Rapa Nui

Travel due west from Easter Island, dodge a Tahitian Island or two, and you’ll come ashore in the northern Brisbane suburbs. Head east and you’re in Chile. Sail south to Antarctica? The forbidding Cape Herlacher on the Amundsen Sea. Set out northbound – a long, long way – and you’ll land on the tip of Baja California.

Easter Island, brochure-writers say, is the most remote inhabited spot on the planet. That’s not really true, and all the islands are remote out here. For example, Easter Island’s nearest inhabited neighbor, Pitcairn Island, is 1300 miles west and home to 42.

There is a spot in the Indian Ocean more remote than either of these mere motes, a place claimed by France called Kerguelen Island, but it has no permanent residents, only scientists.
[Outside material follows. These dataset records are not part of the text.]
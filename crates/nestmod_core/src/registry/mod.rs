//! Component registry contract and in-process host registry.
//!
//! # Responsibility
//! - Define the `register_model` contract extension modules call.
//! - Provide the host-side name→factory map that honors that contract.
//!
//! # Invariants
//! - A model name is registered at most once per registry lifetime.
//! - Once the registry is marked ready, no further registration is accepted.

use crate::model::kind::ModelKind;
use thiserror::Error;

pub mod component_registry;
pub mod factory;

pub use component_registry::{ModelEntry, ModelRegistry, ModelSummary};
pub use factory::{FactoryBinding, ModelFactory};

pub type RegistryResult<T> = Result<T, RegistryError>;

/// Registration handle a module's `init` routine receives from the host.
pub trait RegistryHandle {
    /// Adds one named factory to the registry.
    ///
    /// # Errors
    /// - `DuplicateName` when `name` is already present; the existing entry is kept.
    /// - `PostStartupRegistration` once the host has signaled ready.
    /// - `InvalidModelName` when `name` is empty.
    fn register_model(
        &mut self,
        name: &str,
        factory: ModelFactory,
        kind: ModelKind,
    ) -> RegistryResult<()>;

    /// Whether the host has closed the registry for startup registration.
    fn is_ready(&self) -> bool;
}

/// Component registry errors.
#[derive(Debug, Clone, PartialEq, Eq, Error)]
pub enum RegistryError {
    #[error("model name must not be empty")]
    InvalidModelName,
    #[error("model name already registered: {name} ({kind})")]
    DuplicateName { name: String, kind: ModelKind },
    /// `name` is the model, or the module when the loader refuses it before `init`.
    #[error("registry is ready; refusing post-startup registration of {name}")]
    PostStartupRegistration { name: String },
    #[error("model not found: {0}")]
    ModelNotFound(String),
    #[error("model {name} is registered as {registered} but its factory produced {produced}")]
    KindMismatch {
        name: String,
        registered: ModelKind,
        produced: ModelKind,
    },
}
//! `eglif_cond_alpha_multisyn` node model handle.
//!
//! The model's dynamics live in the simulation kernel; this type only carries
//! the identity the registry constructs and hands back to the host.

use nestmod_core::{Model, ModelKind};

/// Registry name of the extended generalized LIF neuron with alpha-shaped,
/// conductance-based multi-receptor synapses.
pub const EGLIF_COND_ALPHA_MULTISYN: &str = "eglif_cond_alpha_multisyn";

/// Opaque node model instance.
#[derive(Debug, Default, Clone, PartialEq, Eq)]
pub struct EglifCondAlphaMultisyn {
    _private: (),
}

impl Model for EglifCondAlphaMultisyn {
    fn kind(&self) -> ModelKind {
        ModelKind::Node
    }
}
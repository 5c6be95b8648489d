//! Cereb extension module.
//!
//! # Responsibility
//! - Describe the module to the host (display name, companion command).
//! - Register the `eglif_cond_alpha_multisyn` node model exactly once.
//! - Wire that registration into host startup through the build's load scenario.
//!
//! # Invariants
//! - `CEREB_MODULE` is the only descriptor instance every activation path uses.
//! - `init` keeps no state; the loader guarantees it runs at most once.

mod activation;
pub mod eglif;

use eglif::{EglifCondAlphaMultisyn, EGLIF_COND_ALPHA_MULTISYN};
use log::debug;
use nestmod_core::{ExtensionModule, FactoryBinding, RegistryHandle, RegistryResult};

pub use activation::{activate, ACTIVE_SCENARIO};
#[cfg(not(any(feature = "linked-module", feature = "static-manifest")))]
pub use activation::{cerebmodule_mod, export_table};
#[cfg(feature = "linked-module")]
pub use activation::link;
#[cfg(feature = "static-manifest")]
pub use activation::STATIC_MODULES;

/// Display name reported to the host's module listing.
pub const MODULE_NAME: &str = "Cereb Module";
/// Library name the host uses to locate the activation symbol.
pub const LIBRARY_NAME: &str = "cerebmodule";
/// Interpreter command that loads the module's companion script.
pub const COMMAND_STRING: &str = "(cerebmodule-init) run";

/// Module descriptor.
#[derive(Debug)]
pub struct CerebModule {
    library: &'static str,
}

impl CerebModule {
    pub const fn new() -> Self {
        Self {
            library: LIBRARY_NAME,
        }
    }

    /// Library name this descriptor is exported under.
    pub fn library(&self) -> &str {
        self.library
    }

    /// Bindings for every model this module offers, in registration order.
    pub fn bindings(&self) -> Vec<FactoryBinding> {
        // Synapse types would be added here with `FactoryBinding::synapse`.
        vec![FactoryBinding::node::<EglifCondAlphaMultisyn>(
            EGLIF_COND_ALPHA_MULTISYN,
        )]
    }
}

impl ExtensionModule for CerebModule {
    fn name(&self) -> &str {
        MODULE_NAME
    }

    fn command_string(&self) -> &str {
        COMMAND_STRING
    }

    fn init(&self, registry: &mut dyn RegistryHandle) -> RegistryResult<()> {
        for binding in self.bindings() {
            debug!(
                "event=module_init module=cerebmodule status=register name={} kind={}",
                binding.name(),
                binding.kind()
            );
            binding.register_into(registry)?;
        }
        Ok(())
    }
}

impl Default for CerebModule {
    fn default() -> Self {
        Self::new()
    }
}

/// The module's singleton descriptor.
pub static CEREB_MODULE: CerebModule = CerebModule::new();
In fact, the remotest inhabited island in the world is Tristan da Cunha, a surely inbred place with a population of about 270, in the South Atlantic Ocean, 1,750 miles from South Africa. Supply boats from South Africa sail there less than once a month. In bountiful contrast, cruises stop at Easter Island and there are daily flights.

Since there is no airport at Tristan de Cunha, Easter Island claims the prize for most remote airport in the world. Mataveri Airport is 2,336 miles from Santiago, from which there are scheduled flights, and 1,617 miles from Mangareva in the Gambier Islands, where there are none.
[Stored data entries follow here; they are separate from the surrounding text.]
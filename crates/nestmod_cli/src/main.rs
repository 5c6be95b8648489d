//! Smoke host for the registration protocol.
//!
//! # Responsibility
//! - Activate `cerebmodule` through its compiled load scenario, or from its
//!   built library when `NESTMOD_MODULE_DIR` is set.
//! - Print the resulting module and model listing for quick sanity checks.

use log::error;
use nestmod_core::{
    init_logging, CommandLog, DylibResolver, HostConfig, ModelRegistry, ModuleLoader,
};
use std::process::ExitCode;

fn main() -> ExitCode {
    match run() {
        Ok(()) => ExitCode::SUCCESS,
        Err(message) => {
            eprintln!("nestmod: {message}");
            ExitCode::FAILURE
        }
    }
}

fn run() -> Result<(), String> {
    let config = HostConfig::from_env().map_err(|err| err.to_string())?;
    if let Some(log_dir) = &config.log_dir {
        init_logging(config.log_level, log_dir)?;
    }

    let mut registry = ModelRegistry::new();
    let mut loader = ModuleLoader::new().with_companion_commands(config.companion_commands);
    let mut interpreter = CommandLog::new();

    let activated = match &config.module_dir {
        Some(dir) => {
            let mut resolver = DylibResolver::new();
            // SAFETY: the directory is operator-configured to hold module
            // libraries built alongside this host.
            unsafe { resolver.open_in(dir, cerebmodule::LIBRARY_NAME) }
                .map_err(|err| err.to_string())?;
            loader
                .install(
                    cerebmodule::LIBRARY_NAME,
                    &resolver,
                    &mut registry,
                    &mut interpreter,
                )
                .map(|_| ())
        }
        None => cerebmodule::activate(&mut loader, &mut registry, &mut interpreter),
    };
    if let Err(err) = activated {
        error!("event=host_activate module=cli status=error error={err}");
        return Err(err.to_string());
    }
    registry.mark_ready();

    println!("nestmod_core version={}", nestmod_core::core_version());
    for module in loader.loaded() {
        println!(
            "module name=\"{}\" scenario={} load_id={} models={}",
            module.name,
            module.scenario,
            module.load_id,
            module.models.len()
        );
    }
    for summary in registry.summaries() {
        println!("model name={} kind={}", summary.name, summary.kind);
    }
    for command in interpreter.commands() {
        println!("companion command={command}");
    }
    Ok(())
}
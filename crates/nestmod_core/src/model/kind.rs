//! Model kind tags and the capability trait.

use serde::{Deserialize, Serialize};
use std::fmt::{Debug, Display, Formatter};

/// Category a model type is registered under.
///
/// Serialized in snake_case to match host listing output.
#[derive(Debug, Clone, Copy, PartialEq, Eq, PartialOrd, Ord, Hash, Serialize, Deserialize)]
#[serde(rename_all = "snake_case")]
pub enum ModelKind {
    /// Neuron or device model instantiated as a network node.
    Node,
    /// Connection model instantiated between nodes.
    Synapse,
}

impl ModelKind {
    /// Stable string id used in listings and log events.
    pub fn as_str(self) -> &'static str {
        match self {
            Self::Node => "node",
            Self::Synapse => "synapse",
        }
    }
}

impl Display for ModelKind {
    fn fmt(&self, f: &mut Formatter<'_>) -> std::fmt::Result {
        f.write_str(self.as_str())
    }
}

/// Capability contract for anything the component registry can construct.
///
/// Implementors are expected to be cheap to default-construct; the registry
/// never inspects their internal state.
pub trait Model: Debug + Send + Sync {
    /// Kind this instance belongs to.
    fn kind(&self) -> ModelKind;

    /// Concrete Rust type name, used for diagnostics only.
    fn type_name(&self) -> &'static str {
        std::any::type_name::<Self>()
    }
}
//! Module descriptor contract.

use crate::registry::{RegistryHandle, RegistryResult};
use std::any::TypeId;

/// Descriptor every extension module exposes to the host.
///
/// The host calls `init` at most once per module instance; implementations
/// must not keep their own re-entry state.
///
/// An instance is identified by its address together with its concrete type.
/// Zero-sized descriptors of one type are indistinguishable and count as a
/// single instance.
pub trait ExtensionModule: Sync + 'static {
    /// Fixed, non-empty display name for diagnostics and module listing.
    fn name(&self) -> &str;

    /// Companion interpreter command run after native registration.
    ///
    /// Empty when the module needs no companion step.
    fn command_string(&self) -> &str;

    /// Registers every model the module offers.
    ///
    /// # Errors
    /// - Propagates the first registry error unchanged; later models are not attempted.
    fn init(&self, registry: &mut dyn RegistryHandle) -> RegistryResult<()>;

    /// Concrete descriptor type. Implementations keep the provided body.
    fn descriptor_type(&self) -> TypeId {
        TypeId::of::<Self>()
    }
}

/// Identity of one module instance, independent of its display name.
#[derive(Debug, Clone, Copy, PartialEq, Eq)]
pub(crate) struct ModuleIdentity {
    addr: usize,
    descriptor: TypeId,
}

impl ModuleIdentity {
    pub(crate) fn of(module: &dyn ExtensionModule) -> Self {
        Self {
            addr: module as *const _ as *const () as usize,
            descriptor: module.descriptor_type(),
        }
    }
}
The flight out takes about 3-1/2 hours. The airport at the Amundsen-Scott South Pole Station commands a crossroads by comparison, a mere 842 miles from Williams Field, which serves the U.S. McMurdo Station and New Zealand’s Scott Base in Antarctica.

Stand down by the shore in Miraflores, the fancy shopping suburb of Lima, Peru, and look west. Amid the children and the frisbees and the noise, and coastal Peru’s bewildering garúa and the unmuffled engines, it is hard to get an idea what the remoteness of Easter Island feels like. How the isolation seeps into your thinking. How it makes you different. It is a fundamental feature of Rapa Nui.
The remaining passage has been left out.